例 指紋画像,顔画像及びこう(虹)彩画像は,サンプルである。
注記 より複雑なシステムにおいて,サンプルは複数の提示された特性[例えば,10個の指紋記録,異なる角度から取り込まれた顔画像,左右ペアのこう(虹)彩画像]から構成される場合もある。
sample
4.1.2
特徴
登録テンプレートを構築又は比較するために使用する,(信号処理サブシステムによって)サンプルから抽出した情報のデジタル表現。例 指紋における指紋特徴点の座標,顔画像における主成分係数などが特徴である。
features
4.1.3
テンプレート●モデル
登録サンプルから抽出した特徴に基づいて登録された基準生体特徴。注記 基準生体特徴は,利用者によって提示された規範とすべきサンプルに対する生体特徴からなるテンプレートであることが多い。より一般的には,この登録された基準はその利用者の生体特徴の潜在的な範囲を表すモデルになる。この規格では,“モデル”を含む“テンプレート”を使う。
template●model
4.1.4
照合得点
サンプルから抽出した特徴と蓄積されたテンプレートから抽出した特徴との間の類似度,又はそれらの特徴がいかによく利用者の参照モデルに適合しているかの尺度。
注記1 合致又は非合致は,この照合得点が判定いき(閾)値を超えるか否かで判定される。

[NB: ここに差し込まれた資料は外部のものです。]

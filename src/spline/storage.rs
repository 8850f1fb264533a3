use super::components::{Spline, SplineContainer};
use super::types::{BezierKnot, TangentMode};

/// Indexed, mutable access to the knots of a set of splines.
///
/// Knots are returned by value; writes replace the whole knot. Indices are
/// not stable across edits, so callers re-check them before every access.
pub trait KnotStorage {
    /// Number of splines.
    fn spline_count(&self) -> usize;

    /// Number of knots in spline `spline`, or 0 if it does not exist.
    fn knot_count(&self, spline: usize) -> usize;

    /// Copy of a knot.
    fn knot(&self, spline: usize, knot: usize) -> Option<BezierKnot>;

    /// Overwrite a knot. Returns false if the indices are out of range.
    fn set_knot(&mut self, spline: usize, knot: usize, value: BezierKnot) -> bool;

    /// Set a knot's tangent mode. Returns false if the indices are out of range.
    fn set_tangent_mode(&mut self, spline: usize, knot: usize, mode: TangentMode) -> bool;

    /// Set every knot of every spline to `mode`.
    fn set_all_tangent_modes(&mut self, mode: TangentMode) {
        for spline in 0..self.spline_count() {
            for knot in 0..self.knot_count(spline) {
                self.set_tangent_mode(spline, knot, mode);
            }
        }
    }
}

impl KnotStorage for [Spline] {
    fn spline_count(&self) -> usize {
        self.len()
    }

    fn knot_count(&self, spline: usize) -> usize {
        self.get(spline).map_or(0, Spline::len)
    }

    fn knot(&self, spline: usize, knot: usize) -> Option<BezierKnot> {
        self.get(spline)?.knot(knot)
    }

    fn set_knot(&mut self, spline: usize, knot: usize, value: BezierKnot) -> bool {
        self.get_mut(spline)
            .is_some_and(|s| s.set_knot(knot, value))
    }

    fn set_tangent_mode(&mut self, spline: usize, knot: usize, mode: TangentMode) -> bool {
        self.get_mut(spline)
            .is_some_and(|s| s.set_tangent_mode(knot, mode))
    }
}

impl KnotStorage for SplineContainer {
    fn spline_count(&self) -> usize {
        self.splines.spline_count()
    }

    fn knot_count(&self, spline: usize) -> usize {
        self.splines.knot_count(spline)
    }

    fn knot(&self, spline: usize, knot: usize) -> Option<BezierKnot> {
        self.splines.knot(spline, knot)
    }

    fn set_knot(&mut self, spline: usize, knot: usize, value: BezierKnot) -> bool {
        self.splines.set_knot(spline, knot, value)
    }

    fn set_tangent_mode(&mut self, spline: usize, knot: usize, mode: TangentMode) -> bool {
        self.splines.set_tangent_mode(spline, knot, mode)
    }
}

#[cfg(test)]
mod tests {
    use bevy::prelude::*;

    use super::*;

    #[test]
    fn test_container_indexing() {
        let mut container = SplineContainer::new(vec![
            Spline::from_points([Vec3::ZERO, Vec3::X]),
            Spline::from_points([Vec3::Y, Vec3::Z, Vec3::ONE]),
        ]);

        assert_eq!(container.spline_count(), 2);
        assert_eq!(container.knot_count(1), 3);
        assert_eq!(container.knot_count(5), 0);
        assert_eq!(container.knot(1, 2).map(|k| k.position), Some(Vec3::ONE));
        assert!(container.knot(2, 0).is_none());
        assert!(!container.set_knot(0, 2, BezierKnot::default()));
        assert!(!container.set_tangent_mode(3, 0, TangentMode::Broken));
    }

    #[test]
    fn test_set_all_tangent_modes() {
        let mut container = SplineContainer::new(vec![
            Spline::from_points([Vec3::ZERO, Vec3::X, Vec3::Y]),
            Spline::from_points([Vec3::Z]),
        ]);
        container.set_all_tangent_modes(TangentMode::Broken);

        for spline in &container.splines {
            for i in 0..spline.len() {
                assert_eq!(spline.tangent_mode(i), Some(TangentMode::Broken));
            }
        }
    }
}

注記2 提示されたサンプルから得られる特徴が,蓄積されたテンプレートに近づくにつれて,照合得点は増加する。
注記3 国際規格では用語として“matching score”及び“similarity score”の2語を用いているが,この規格では,記法の煩雑さを避けるために用語を“照合得点”1語とした。照合得点の計算に利用される尺度には,その数値が大きいほど比較したデータが似ていることを表す尺度のほかに,その数値が小さいほど比較したデータが似ていることを表す尺度(相違度又は距離)が利用されることがある。例えば,距離を使う場合には,この規格で“照合得点が増加する”と書かれた箇所は,“距離が減少する”ことを表す。
matching score●similarity score
4.1.5
照合判定
システムにおいて利用者が行う認証要求の正当性を確度高く判定すること。
verification decision
4.1.6
候補リスト
識別入力試行[又は予備選択(プリセレクション)アルゴリズム]によって生成される,ある被験者に関する可能性のある登録者の集合。
candidate list
4.1.7
識別判定
システムにおいて利用者の身元を候補リストから確度高く判定すること。
identification decision
4.2.1
提示
利用者の特定の身体部位についての単一のバイオメトリックサンプルが提出されること。
presentation
4.2.2
入力試行
システムに対する一つ(又は一連)のバイオメトリックサンプルの提示。注記 入力試行結果は,登録テンプレート,照合得点(群)となるか,又はある場合には取得失敗となる。
attempt
4.2.3
トランザクション
生体情報登録,照合又は識別を目的とした利用者による一連の入力試行。注記 トランザクションには,次の三つの種別がある。登録又は登録失敗が生じる登録シーケンス,照合判定結果を生じる照合シーケンス,識別判定結果を生じる識別シーケンス。
transaction
4.2.4
本人入力試行
自分自身の登録テンプレートと合致させようとする利用者による使用法に忠実な単一の入力試行。
genuine attempt
4.2.5
意図的でない偽者入力試行
個人があたかも自分自身のテンプレートとの照合を成功させようとするように,自分自身の生体特徴を提示して,他の利用者のテンプレートと比較する入力試行。(★見出し語の読み方は「にせもの」?★)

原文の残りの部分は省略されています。